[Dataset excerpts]
//! HTTP client for the profile service.

use std::time::Duration;

use tracing::{debug, warn};
use url::Url;

use pdeck_core::{Error, Profile, Result};

/// Path of the profile resource under the API base.
const PROFILE_PATH: &str = "u/profile";

/// Client for the back-office profile service.
///
/// Cheap to clone; the underlying connection pool is shared.
#[derive(Debug, Clone)]
pub struct ProfileClient {
    http: reqwest::Client,
    base: Url,
}

impl ProfileClient {
    /// Create a client against `base_url`.
    ///
    /// `session_cookie` is the back-office session cookie sent with every
    /// request (the credentials-included behavior of the web client).
    pub fn new(base_url: &str, timeout_ms: u64, session_cookie: Option<&str>) -> Result<Self> {
        let base = normalize_base(base_url)?;

        let mut headers = reqwest::header::HeaderMap::new();
        if let Some(cookie) = session_cookie {
            let value = reqwest::header::HeaderValue::from_str(cookie)
                .map_err(|_| Error::config_invalid("session cookie contains invalid characters"))?;
            headers.insert(reqwest::header::COOKIE, value);
        }

        let http = reqwest::Client::builder()
            .timeout(Duration::from_millis(timeout_ms))
            .default_headers(headers)
            .build()
            .map_err(|e| Error::api(format!("failed to build HTTP client: {e}")))?;

        Ok(Self { http, base })
    }

    /// Read the current profile record.
    ///
    /// One attempt; transport and status failures map to recoverable errors
    /// for the UI to surface.
    pub async fn fetch_profile(&self) -> Result<Profile> {
        let url = self.profile_url()?;
        debug!("GET {url}");

        let response = self
            .http
            .get(url)
            .send()
            .await
            .map_err(|e| Error::api(format!("profile read failed: {e}")))?;

        let status = response.status();
        if !status.is_success() {
            warn!("profile read returned status {status}");
            return Err(Error::api_status(status.as_u16()));
        }

        response
            .json::<Profile>()
            .await
            .map_err(|e| Error::api(format!("profile response did not parse: {e}")))
    }

    /// Persist an edited profile, returning the server's authoritative
    /// version of the record.
    pub async fn save_profile(&self, profile: &Profile) -> Result<Profile> {
        let url = self.profile_url()?;
        debug!("PUT {url}");

        let response = self
            .http
            .put(url)
            .json(profile)
            .send()
            .await
            .map_err(|e| Error::api(format!("profile save failed: {e}")))?;

        let status = response.status();
        if !status.is_success() {
            warn!("profile save returned status {status}");
            return Err(Error::api_status(status.as_u16()));
        }

        response
            .json::<Profile>()
            .await
            .map_err(|e| Error::api(format!("save response did not parse: {e}")))
    }

    fn profile_url(&self) -> Result<Url> {
        self.base
            .join(PROFILE_PATH)
            .map_err(|_| Error::api_url(self.base.as_str()))
    }
}

/// Parse the configured base URL, guaranteeing a trailing slash so that
/// joining the resource path never swallows the last path segment.
fn normalize_base(base_url: &str) -> Result<Url> {
    let with_slash = if base_url.ends_with('/') {
        base_url.to_string()
    } else {
        format!("{base_url}/")
    };
    Url::parse(&with_slash).map_err(|_| Error::api_url(base_url))
}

**WORK REQUEST**.
The lines above from the one with "#[derive(Debug, Clone)]" through the one with "cookie contains invalid" are to be duplicated exactly, ends included, with nothing added.

**ANSWER TO THE PROBLEM**.
#[derive(Debug, Clone)]
pub struct ProfileClient {
    http: reqwest::Client,
    base: Url,
}

impl ProfileClient {
    /// Create a client against `base_url`.
    ///
    /// `session_cookie` is the back-office session cookie sent with every
    /// request (the credentials-included behavior of the web client).
    pub fn new(base_url: &str, timeout_ms: u64, session_cookie: Option<&str>) -> Result<Self> {
        let base = normalize_base(base_url)?;

        let mut headers = reqwest::header::HeaderMap::new();
        if let Some(cookie) = session_cookie {
            let value = reqwest::header::HeaderValue::from_str(cookie)
                .map_err(|_| Error::config_invalid("session cookie contains invalid characters"))?;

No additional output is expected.